THE WATER O' WEARIE'S WELL.

From Buchan's Ballads of the North of Scotland, ii. 201. Repeated in Scottish Traditional Versions of Ancient Ballads, Percy Society, xvii. 63.

The three ballads which follow, diverse as they may now appear, after undergoing successive corruptions, were primarily of the same type. In the first (which may be a compound of two ballads, like the preceding, the conclusion being taken from a story of the character of May Colvin in the next volume) the Merman or Nix may be easily recognized: in the second he is metamorphosed into the Devil; and in the third, into a ghost. Full details upon the corresponding Scandinavian, German, and Slavic legends, are given by Grundtvig, in the preface to Noekkens Svig, Danmarks G. Folkeviser, ii. 57: translated by Jamieson, i. 210, and by Monk Lewis, Tales of Wonder, No. 11.

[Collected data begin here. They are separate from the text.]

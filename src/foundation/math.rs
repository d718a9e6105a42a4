use glam::{DQuat, DVec3};

/// Principal axis of block space.
#[derive(Clone, Copy, Debug, PartialEq, Eq, Hash, serde::Deserialize, serde::Serialize)]
#[serde(rename_all = "lowercase")]
pub enum Axis {
    X,
    Y,
    Z,
}

impl Axis {
    pub fn unit(self) -> DVec3 {
        match self {
            Self::X => DVec3::X,
            Self::Y => DVec3::Y,
            Self::Z => DVec3::Z,
        }
    }

    pub(crate) fn index(self) -> usize {
        match self {
            Self::X => 0,
            Self::Y => 1,
            Self::Z => 2,
        }
    }
}

/// Right-handed rotation around an axis-aligned line through `pivot`.
pub trait RotateAbout {
    fn rotate_about(self, pivot: DVec3, axis: Axis, degrees: f64) -> Self;
}

impl RotateAbout for DVec3 {
    fn rotate_about(self, pivot: DVec3, axis: Axis, degrees: f64) -> Self {
        if degrees == 0.0 {
            return self;
        }
        let q = DQuat::from_axis_angle(axis.unit(), degrees.to_radians());
        pivot + q * (self - pivot)
    }
}
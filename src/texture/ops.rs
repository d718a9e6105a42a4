use image::{Rgba, RgbaImage};
use kurbo::{Affine, Point, Vec2};

const TRANSPARENT: Rgba<u8> = Rgba([0, 0, 0, 0]);

/// Normalized `[0, 1]` texture rectangle. `u0 > u1` or `v0 > v1` mirrors the region.
#[derive(Clone, Copy, Debug, PartialEq)]
pub struct UvRect {
    pub u0: f64,
    pub v0: f64,
    pub u1: f64,
    pub v1: f64,
}

impl UvRect {
    pub const FULL: Self = Self::new(0.0, 0.0, 1.0, 1.0);

    pub const fn new(u0: f64, v0: f64, u1: f64, v1: f64) -> Self {
        Self { u0, v0, u1, v1 }
    }

    /// Zero-width or zero-height rectangles map to the transparent placeholder.
    pub fn is_degenerate(&self) -> bool {
        self.u0 == self.u1 || self.v0 == self.v1
    }

    pub(crate) fn key_bits(&self) -> [u64; 4] {
        [
            self.u0.to_bits(),
            self.v0.to_bits(),
            self.u1.to_bits(),
            self.v1.to_bits(),
        ]
    }
}

pub fn transparent_pixel() -> RgbaImage {
    RgbaImage::from_pixel(1, 1, TRANSPARENT)
}

/// Animation strips stack frames vertically; keep the top square frame.
pub fn first_frame(img: RgbaImage) -> RgbaImage {
    let (w, h) = img.dimensions();
    if h > w {
        image::imageops::crop_imm(&img, 0, 0, w, w).to_image()
    } else {
        img
    }
}

/// Copies the pixel rectangle spanned by `from` and `to`, walking from `from` toward `to`,
/// so a reversed corner pair yields a mirrored region. Reads outside the source are
/// transparent. The result is at least 1×1.
pub fn crop_pixels(img: &RgbaImage, from: (i64, i64), to: (i64, i64)) -> RgbaImage {
    let width = (to.0 - from.0).unsigned_abs();
    let height = (to.1 - from.1).unsigned_abs();
    let mut out = RgbaImage::from_pixel(width.max(1) as u32, height.max(1) as u32, TRANSPARENT);

    let step_x = if from.0 < to.0 { 1 } else { -1 };
    let step_y = if from.1 < to.1 { 1 } else { -1 };
    let start_x = from.0.min(to.0.max(from.0) - 1);
    let start_y = from.1.min(to.1.max(from.1) - 1);

    for x in 0..width {
        let src_x = start_x + step_x * x as i64;
        for y in 0..height {
            let src_y = start_y + step_y * y as i64;
            out.put_pixel(x as u32, y as u32, pixel_or_transparent(img, src_x, src_y));
        }
    }
    out
}

fn pixel_or_transparent(img: &RgbaImage, x: i64, y: i64) -> Rgba<u8> {
    if x < 0 || y < 0 || x >= i64::from(img.width()) || y >= i64::from(img.height()) {
        return TRANSPARENT;
    }
    *img.get_pixel(x as u32, y as u32)
}

/// Crops a frame to a UV rectangle, rounding the pixel corners up.
pub fn crop_uv(img: &RgbaImage, uv: UvRect) -> RgbaImage {
    let w = f64::from(img.width());
    let h = f64::from(img.height());
    crop_pixels(
        img,
        ((uv.u0 * w).ceil() as i64, (uv.v0 * h).ceil() as i64),
        ((uv.u1 * w).ceil() as i64, (uv.v1 * h).ceil() as i64),
    )
}

/// Rotates clockwise (image space, y down) about the image center, growing the canvas to the
/// rotated bounding box. Uncovered pixels stay transparent; sampling is nearest-neighbour.
pub fn rotate_expand(img: &RgbaImage, degrees: f64) -> RgbaImage {
    let rads = degrees.to_radians();
    let (w, h) = (f64::from(img.width()), f64::from(img.height()));
    let (sin, cos) = (rads.sin().abs(), rads.cos().abs());
    let new_w = (w * cos + h * sin).floor().max(1.0);
    let new_h = (h * cos + w * sin).floor().max(1.0);

    let forward = Affine::translate(Vec2::new((new_w - w) / 2.0, (new_h - h) / 2.0))
        * Affine::rotate_about(rads, Point::new(w / 2.0, h / 2.0));
    let inverse = forward.inverse();

    let mut out = RgbaImage::from_pixel(new_w as u32, new_h as u32, TRANSPARENT);
    for (x, y, px) in out.enumerate_pixels_mut() {
        let src = inverse * Point::new(f64::from(x) + 0.5, f64::from(y) + 0.5);
        *px = pixel_or_transparent(img, src.x.floor() as i64, src.y.floor() as i64);
    }
    out
}

#[cfg(test)]
#[path = "../../tests/unit/texture/ops.rs"]
mod tests;
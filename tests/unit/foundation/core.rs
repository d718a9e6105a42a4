use super::*;

#[test]
fn bare_path_gets_default_namespace() {
    let id = ResourceId::parse("block/stone").unwrap();
    assert_eq!(id.namespace(), "minecraft");
    assert_eq!(id.path(), "block/stone");
    assert_eq!(id.to_string(), "minecraft:block/stone");
}

#[test]
fn equality_goes_through_canonical_form() {
    let a: ResourceId = "stone".parse().unwrap();
    let b: ResourceId = "minecraft:stone".parse().unwrap();
    let c: ResourceId = ":stone".parse().unwrap();
    assert_eq!(a, b);
    assert_eq!(b, c);
    assert_ne!(a, ResourceId::parse("mod:stone").unwrap());
}

#[test]
fn asset_paths_follow_bundle_layout() {
    let id = ResourceId::parse("nova:item/wrench").unwrap();
    assert_eq!(id.model_path(), "assets/nova/models/item/wrench.json");
    assert_eq!(id.texture_path(), "assets/nova/textures/item/wrench.png");
}

#[test]
fn illegal_ids_are_rejected() {
    assert!(matches!(
        ResourceId::parse("minecraft:"),
        Err(BlockrayError::InvalidId(_))
    ));
    assert!(matches!(
        ResourceId::parse("mine/craft:stone"),
        Err(BlockrayError::InvalidId(_))
    ));
    assert!(matches!(
        ResourceId::parse("minecraft:block stone"),
        Err(BlockrayError::InvalidId(_))
    ));
}

#[test]
fn canvas_rejects_zero_dimensions() {
    assert!(Canvas::new(0, 16).is_err());
    let c = Canvas::new(32, 16).unwrap();
    assert_eq!(c.pixel_count(), 512);
    assert_eq!(c.aspect_ratio(), 2.0);
}
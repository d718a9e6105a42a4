use anyhow::Context;
use image::RgbaImage;

use crate::foundation::core::ResourceId;
use crate::foundation::error::BlockrayResult;

/// Decode PNG bytes to straight-alpha RGBA8.
pub fn decode_texture(id: &ResourceId, bytes: &[u8]) -> BlockrayResult<RgbaImage> {
    let img = image::load_from_memory_with_format(bytes, image::ImageFormat::Png)
        .with_context(|| format!("decode texture {id}"))?;
    Ok(img.to_rgba8())
}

There came a bird out o' a bush,
On water for to dine;
And sighing sair, says the king's daughter,
"O waes this heart o' mine!"

5 He's taen a harp into his hand,
He's harped them all asleep;
Except it was the king's daughter,
Who ae wink cou'dna get.

He's luppen on his berry-brown steed,
10 Taen her on behind himsell;
Then baith rade down to that water,
That they ca' Wearie's well.

"Wide in, wide in, my lady fair,
Nae harm shall thee befall;
15 Aft times hae I water'd my steed,
Wi' the water o' Wearie's well."

The first step that she stepped in,
She stepped to the knee;
And sighing sair, says this lady fair,
20 "This water's nae for me."

"Wide in, wide in, my lady fair,
Nae harm shall thee befall;
Aft times hae I water'd my steed,
Wi' the water o' Wearie's well."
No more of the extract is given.